A wherry is a shallow single sail boat indigenous to the Norfolk Broads. The hull of a wherry is generally clinker built (overlapping planks) out of oak. Its rarity nowadays is attributed to the design. The remarkable low depth of the waterways required the hull to be similarly shallow, and the single mast was tall, holding one edge of its vast sail to catch the breeze above the trees. To enable the wherries to pass under tight bridges, the mast is counterweighted and can be gently lowered. No sailing vessels can be found like them in the world, the closest being the colourful Dutch boats built to sail the dykes on the flat reclaimed land. The wherry, however, is the only sailing vessel of its size or carrying capacity that can cover almost all the waterways on the Broads, including the odd secluded dyke.

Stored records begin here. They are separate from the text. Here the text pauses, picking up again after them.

//! XML documents as a navigable tree for the XPath evaluator.
//!
//! `roxmltree` stores attributes as data on their element rather than as
//! nodes, so [`XmlNode`] wraps either a tree node or an (element, index)
//! pair. Comments and processing instructions are hidden from navigation.

use roxmltree::{Node, ParsingOptions};
use std::cmp::Ordering;
use std::hash::{Hash, Hasher};
use thiserror::Error;
use xmltab_xpath1::{DataSourceNode, NodeType, QName};

#[derive(Error, Debug)]
pub enum XmlError {
    #[error("XML parse error: {0}")]
    Parse(#[from] roxmltree::Error),
}

/// A parsed document borrowing its source text.
pub struct XmlDocument<'input> {
    doc: roxmltree::Document<'input>,
}

impl<'input> XmlDocument<'input> {
    pub fn parse(text: &'input str) -> Result<Self, XmlError> {
        let mut options = ParsingOptions::default();
        options.allow_dtd = true;
        let doc = roxmltree::Document::parse_with_options(text, options)?;
        Ok(Self { doc })
    }

    pub fn root_node(&self) -> XmlNode<'_, 'input> {
        XmlNode::Node(self.doc.root())
    }
}

impl std::fmt::Debug for XmlDocument<'_> {
    fn fmt(&self, f: &mut std::fmt::Formatter<'_>) -> std::fmt::Result {
        f.debug_struct("XmlDocument")
            .field("root_element", &self.doc.root_element().tag_name().name())
            .finish()
    }
}

#[derive(Debug, Clone, Copy)]
pub enum XmlNode<'a, 'input> {
    /// The root, an element or a text node.
    Node(Node<'a, 'input>),
    /// An attribute, identified by its owner element and position.
    Attribute { parent: Node<'a, 'input>, index: usize },
}

impl<'a, 'input> XmlNode<'a, 'input> {
    /// Document-order key: owner node id, then 0 for the node itself or
    /// 1 + attribute index.
    fn order_key(&self) -> (u32, usize) {
        match self {
            XmlNode::Node(node) => (node.id().get(), 0),
            XmlNode::Attribute { parent, index } => (parent.id().get(), index + 1),
        }
    }
}

impl PartialEq for XmlNode<'_, '_> {
    fn eq(&self, other: &Self) -> bool {
        self.order_key() == other.order_key()
    }
}

impl Eq for XmlNode<'_, '_> {}

impl PartialOrd for XmlNode<'_, '_> {
    fn partial_cmp(&self, other: &Self) -> Option<Ordering> {
        Some(self.cmp(other))
    }
}

// roxmltree allocates node ids in document order, and a node's attributes
// come before its first child, so ordering by (owner id, slot) is correct
// whenever the attribute owner differs from the other node.
impl Ord for XmlNode<'_, '_> {
    fn cmp(&self, other: &Self) -> Ordering {
        self.order_key().cmp(&other.order_key())
    }
}

impl Hash for XmlNode<'_, '_> {
    fn hash<H: Hasher>(&self, state: &mut H) {
        self.order_key().hash(state);
    }
}

fn is_navigable(node: &Node<'_, '_>) -> bool {
    node.is_element() || node.is_text()
}

impl<'a, 'input: 'a> DataSourceNode<'a> for XmlNode<'a, 'input> {
    fn node_type(&self) -> NodeType {
        match self {
            XmlNode::Node(node) if node.is_root() => NodeType::Root,
            XmlNode::Node(node) if node.is_element() => NodeType::Element,
            XmlNode::Node(_) => NodeType::Text,
            XmlNode::Attribute { .. } => NodeType::Attribute,
        }
    }

    fn name(&self) -> Option<QName<'a>> {
        match self {
            XmlNode::Node(node) if node.is_element() => {
                let tag = node.tag_name();
                Some(QName {
                    namespace: tag.namespace(),
                    local_part: tag.name(),
                })
            }
            XmlNode::Node(_) => None,
            XmlNode::Attribute { parent, index } => {
                parent.attributes().nth(*index).map(|attr| QName {
                    namespace: attr.namespace(),
                    local_part: attr.name(),
                })
            }
        }
    }

    fn prefix(&self) -> Option<&'a str> {
        let (scope, uri) = match self {
            XmlNode::Node(node) => (*node, node.tag_name().namespace()?),
            XmlNode::Attribute { parent, index } => {
                (*parent, parent.attributes().nth(*index)?.namespace()?)
            }
        };
        scope.lookup_prefix(uri).filter(|p| !p.is_empty())
    }

    fn string_value(&self) -> String {
        match self {
            XmlNode::Node(node) if node.is_text() => node.text().unwrap_or("").to_string(),
            XmlNode::Node(node) => node
                .descendants()
                .filter(|n| n.is_text())
                .filter_map(|n| n.text())
                .collect(),
            XmlNode::Attribute { parent, index } => parent
                .attributes()
                .nth(*index)
                .map(|attr| attr.value().to_string())
                .unwrap_or_default(),
        }
    }

    fn attributes(&self) -> Box<dyn Iterator<Item = Self> + 'a> {
        match self {
            XmlNode::Node(node) if node.is_element() => {
                let parent = *node;
                Box::new((0..node.attributes().len()).map(move |index| XmlNode::Attribute { parent, index }))
            }
            _ => Box::new(std::iter::empty()),
        }
    }

    fn children(&self) -> Box<dyn Iterator<Item = Self> + 'a> {
        match self {
            XmlNode::Node(node) => Box::new(node.children().filter(is_navigable).map(XmlNode::Node)),
            XmlNode::Attribute { .. } => Box::new(std::iter::empty()),
        }
    }

    fn parent(&self) -> Option<Self> {
        match self {
            XmlNode::Node(node) => node.parent().map(XmlNode::Node),
            XmlNode::Attribute { parent, .. } => Some(XmlNode::Node(*parent)),
        }
    }
}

Right up to the middle of the 19th century and the coming of the railways, as many as 300 of these distinctive craft carried  goods along the rivers of the Norfolk and Suffolk Broads.

Their distinctive, almost square shaped, gaff sails probably evolved from the Viking influence that was strong all along the east coast, and is particularly effective on the broads, where tree lined sections of river would allow very little wind to power a  vessel with the more usual triangular sail.

With a good wind the wherry was a very fast vessel, capable of sailing close to the wind.  However, when the wind was from the wrong direction or - rare occasions, on this flat coastal region - when it stopped completely, the boats had to be "quanted".

Quanting, is similar to punting on the river. A quant is a very heavy, very sturdy pole about 24 feet (7.3 metres) long which was dug into the river bed at the bow of the boat. It would then be necessary to walk the entire length of the vessel pushing hard against the pole in order to move it on. No time or space was wasted on the wherries and they would make a trip to, say, Norwich, up the River Bure, laden with reeds for thatching and return equally laden with coal, grain, timber and even horse manure to spread on the fields. With the coming of the railways, demand for the transport of goods by wherry declined sharply.

Happily, the railways brought salvation for the wherry, in the form of tourists. So the shrewder owners, quickly converted their vessels to carry passengers, rather than merchandise.

Today, a total of seven vessels of the wherry species survive through a combination of niche marketing, private ownership, charity and dogged determination. There are two traders. One is Albion, built in 1898 at Oulton Broad, Lowestoft, and the only trader ever carvel built. The other trader is Maud, built in 1899 at Reedham on the River Yare.